The Kocába originates in the territory of Dubno in the Brdy Highlands at an elevation of 550 m, and flows to Štěchovice, where it enters the Vltava River at an elevation of 201 m. It is 47.7 km long. Its drainage basin has an area of 312.6 km2.

The longest tributaries of the Kocába are:

| Tributary | Length (km) | Side |
|---|---|---|
| Sychrovský potok | 20.7 | left |
| Voznický potok | 13.1 | left |
| Novoveský potok | 6.9 | left |

==Course==
The river flows through the municipal territories of Dubno, Dubenec, Drásov, Višňová, Ouběnice, Daleké Dušníky, Rybníky, Stará Huť, Mokrovraty, Nový Knín, Malá Hraštice, Velká Lečice, Bojanovice, Bratřínov, Slapy and Štěchovice.

==Bodies of water==
There are 270 bodies of water in the basin area.

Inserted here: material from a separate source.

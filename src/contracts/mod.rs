//! Contract bindings for the source and destination bridges

pub mod bridge;

pub use bridge::{DestinationBridge, SourceBridge};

The largest of them is the fishpond Huťský rybník with an area of 31.1 ha, built on the stream of Sychrovský potok. Several fishponds are built on the upper course of the Kocába.

==History==
In the Middle Ages, the banks of the Kocába were popular for gold panning. After World War I, the valley of the Kocába became a popular destinations for tramps. In the 1930s, several tramping hamlets were established along the river.